Peggy Shepard, a prominent environmental and health advocate for minority groups in New York City, will give a free public lecture Wednesday, Oct. 24, at the University of Wisconsin–Madison.

Her topic will be "Environmental Justice, Health, and Sustainability: An Urban View" at 7:30 p.m. in room 180 Science Hall, 550 N. Park St.

Shepard is executive director and co-founder of West Harlem Environmental Action, Inc. (WE ACT), the first organization created in New York to improve environmental health and quality of life in communities of color.

Established in 1988, WE ACT works for environmental and social justice on issues of land use, waterfront development, brownfield redevelopment, transportation and air pollution, open space, and environmental health. It is active in research, public education, advocacy, organizing, government accountability, litigation, legislative affairs, and sustainable economic development.
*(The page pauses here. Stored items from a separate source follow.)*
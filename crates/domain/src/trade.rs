//! Trade negotiation state machine.
//!
//! There is exactly one [`TradeSession`] per host instance. It is driven by two
//! sources: successful trade commands and host-reported trade events. Every
//! transition goes through the methods below; an illegal transition returns a
//! [`DomainError`] and leaves the session untouched, except for contradictory
//! host observations which reset it.
//!
//! ```text
//! NoTrade ──request──▶ Requested ──opened──▶ WindowOpen ──offer──▶ OfferPending
//!    ▲                     │                   │    │                 │   │
//!    │                     └──────declined─────┼────┼───────▶ Declined ◀──┘
//!    │                                         └accept─▶ Accepted ◀accept─┘
//!    └──── window closed (any state) / grace period / request timeout ────┘
//! ```

use chrono::{DateTime, Duration, Utc};
use serde::{Deserialize, Serialize};
use std::fmt;

use crate::command::{GpAmount, PlayerName};
use crate::error::DomainError;

/// State of the trade negotiation.
#[derive(Debug, Clone, Copy, PartialEq, Eq, Hash, Default, Serialize, Deserialize)]
#[serde(rename_all = "snake_case")]
pub enum TradeState {
    #[default]
    NoTrade,
    Requested,
    WindowOpen,
    OfferPending,
    Accepted,
    Declined,
}

impl TradeState {
    pub fn as_str(self) -> &'static str {
        match self {
            Self::NoTrade => "no_trade",
            Self::Requested => "requested",
            Self::WindowOpen => "window_open",
            Self::OfferPending => "offer_pending",
            Self::Accepted => "accepted",
            Self::Declined => "declined",
        }
    }

    /// Accepted and Declined only leave through a reset.
    pub fn is_terminal(self) -> bool {
        matches!(self, Self::Accepted | Self::Declined)
    }

    /// Whether offers and acceptance are possible in this state.
    pub fn is_window_open(self) -> bool {
        matches!(self, Self::WindowOpen | Self::OfferPending)
    }
}

impl fmt::Display for TradeState {
    fn fmt(&self, f: &mut fmt::Formatter<'_>) -> fmt::Result {
        f.write_str(self.as_str())
    }
}

/// Read-only view of the session returned by status queries.
#[derive(Debug, Clone, PartialEq, Eq, Default, Serialize, Deserialize)]
pub struct TradeStatus {
    pub state: TradeState,
    #[serde(default, skip_serializing_if = "Option::is_none")]
    pub partner: Option<String>,
    #[serde(default, skip_serializing_if = "Option::is_none")]
    pub offered_amount: Option<u64>,
    #[serde(default, skip_serializing_if = "Option::is_none")]
    pub opened_at: Option<DateTime<Utc>>,
}

/// The single in-progress trade negotiation.
#[derive(Debug, Clone, Default, PartialEq, Eq)]
pub struct TradeSession {
    state: TradeState,
    partner: Option<String>,
    offered: Option<GpAmount>,
    opened_at: Option<DateTime<Utc>>,
    state_since: Option<DateTime<Utc>>,
}

impl TradeSession {
    pub fn new() -> Self {
        Self::default()
    }

    pub fn state(&self) -> TradeState {
        self.state
    }

    pub fn partner(&self) -> Option<&str> {
        self.partner.as_deref()
    }

    pub fn offered_amount(&self) -> Option<GpAmount> {
        self.offered
    }

    pub fn opened_at(&self) -> Option<DateTime<Utc>> {
        self.opened_at
    }

    pub fn status(&self) -> TradeStatus {
        TradeStatus {
            state: self.state,
            partner: self.partner.clone(),
            offered_amount: self.offered.map(GpAmount::get),
            opened_at: self.opened_at,
        }
    }

    // ------------------------------------------------------------------
    // Preconditions (checked before touching the host)
    // ------------------------------------------------------------------

    pub fn ensure_can_request(&self) -> Result<(), DomainError> {
        match self.state {
            TradeState::NoTrade => Ok(()),
            state => Err(DomainError::TradeAlreadyInProgress(state)),
        }
    }

    pub fn ensure_window_open(&self) -> Result<(), DomainError> {
        if self.state.is_window_open() {
            Ok(())
        } else {
            Err(DomainError::TradeWindowNotOpen(self.state))
        }
    }

    // ------------------------------------------------------------------
    // Command-driven transitions
    // ------------------------------------------------------------------

    /// A trade request was sent to `partner`.
    pub fn request_sent(&mut self, partner: &PlayerName, now: DateTime<Utc>) -> Result<(), DomainError> {
        self.ensure_can_request()?;
        self.state = TradeState::Requested;
        self.partner = Some(partner.as_str().to_string());
        self.offered = None;
        self.opened_at = Some(now);
        self.state_since = Some(now);
        Ok(())
    }

    /// Our offer is now `amount`.
    pub fn offer_set(&mut self, amount: GpAmount, now: DateTime<Utc>) -> Result<(), DomainError> {
        self.ensure_window_open()?;
        self.offered = Some(amount);
        self.enter(TradeState::OfferPending, now);
        Ok(())
    }

    /// We accepted the trade.
    pub fn accepted(&mut self, now: DateTime<Utc>) -> Result<(), DomainError> {
        self.ensure_window_open()?;
        self.enter(TradeState::Accepted, now);
        Ok(())
    }

    // ------------------------------------------------------------------
    // Host-driven transitions
    // ------------------------------------------------------------------

    /// The host reports the trade interface opened with `partner`.
    ///
    /// From `NoTrade` this is an inbound trade. From `Requested` the partner
    /// must be the one we asked. Any other observation contradicts the
    /// session, which is reset and reported as a protocol violation.
    pub fn window_opened(&mut self, partner: &str, now: DateTime<Utc>) -> Result<(), DomainError> {
        match self.state {
            TradeState::NoTrade => {
                self.partner = Some(partner.trim().to_string());
                self.offered = None;
                self.opened_at = Some(now);
                self.enter(TradeState::WindowOpen, now);
                Ok(())
            }
            TradeState::Requested => {
                let expected = self.partner.as_deref().unwrap_or_default();
                let same_partner = PlayerName::new(expected)
                    .map(|name| name.matches(partner))
                    .unwrap_or(false);
                if !same_partner {
                    let msg = format!(
                        "window opened with '{}' while waiting for '{}'",
                        partner.trim(),
                        expected
                    );
                    self.reset();
                    return Err(DomainError::protocol_violation(msg));
                }
                self.enter(TradeState::WindowOpen, now);
                Ok(())
            }
            state => {
                self.reset();
                Err(DomainError::protocol_violation(format!(
                    "window opened while {}",
                    state
                )))
            }
        }
    }

    /// The host reports our offer in the window changed to `amount`.
    pub fn offer_changed(&mut self, amount: GpAmount, now: DateTime<Utc>) -> Result<(), DomainError> {
        self.offer_set(amount, now)
    }

    /// The partner declined the request or the trade.
    pub fn declined(&mut self, now: DateTime<Utc>) -> Result<(), DomainError> {
        match self.state {
            TradeState::Requested | TradeState::WindowOpen | TradeState::OfferPending => {
                self.enter(TradeState::Declined, now);
                Ok(())
            }
            state => Err(DomainError::TradeWindowNotOpen(state)),
        }
    }

    /// External closure always wins. Returns the state that was left.
    pub fn window_closed(&mut self) -> TradeState {
        let previous = self.state;
        self.reset();
        previous
    }

    /// Resets stale sessions: a request whose window never opened within
    /// `request_timeout`, or a terminal state older than `grace`.
    ///
    /// Returns the state that was left, if any.
    pub fn expire(
        &mut self,
        now: DateTime<Utc>,
        request_timeout: Duration,
        grace: Duration,
    ) -> Option<TradeState> {
        let since = self.state_since?;
        let elapsed = now.signed_duration_since(since);
        let expired = match self.state {
            TradeState::Requested => elapsed >= request_timeout,
            state if state.is_terminal() => elapsed >= grace,
            _ => false,
        };
        if expired {
            let previous = self.state;
            self.reset();
            Some(previous)
        } else {
            None
        }
    }

    fn enter(&mut self, state: TradeState, now: DateTime<Utc>) {
        self.state = state;
        self.state_since = Some(now);
    }

    fn reset(&mut self) {
        *self = Self::default();
    }
}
WE ACT is nationally recognized in the field of community-based participatory research in partnership with the Mailman School of Public Health at Columbia University.

Shepard, a recipient of the prestigious Heinz Award for the Environment, has been influential in the environmental justice movement at all levels, from local to national. A former newspaper and magazine journalist, Shepard also has worked in city and state government in New York.

Her UW–Madison talk, part of the Gaylord Nelson Lecture Series, honoring the late Wisconsin governor and U.S. senator, is sponsored by the Nelson Institute with support from the Holstrom-Kineke Environmental Studies Fund and the Ho Chunk Nation. Environmental justice is the theme of this year’s Nelson lecture series.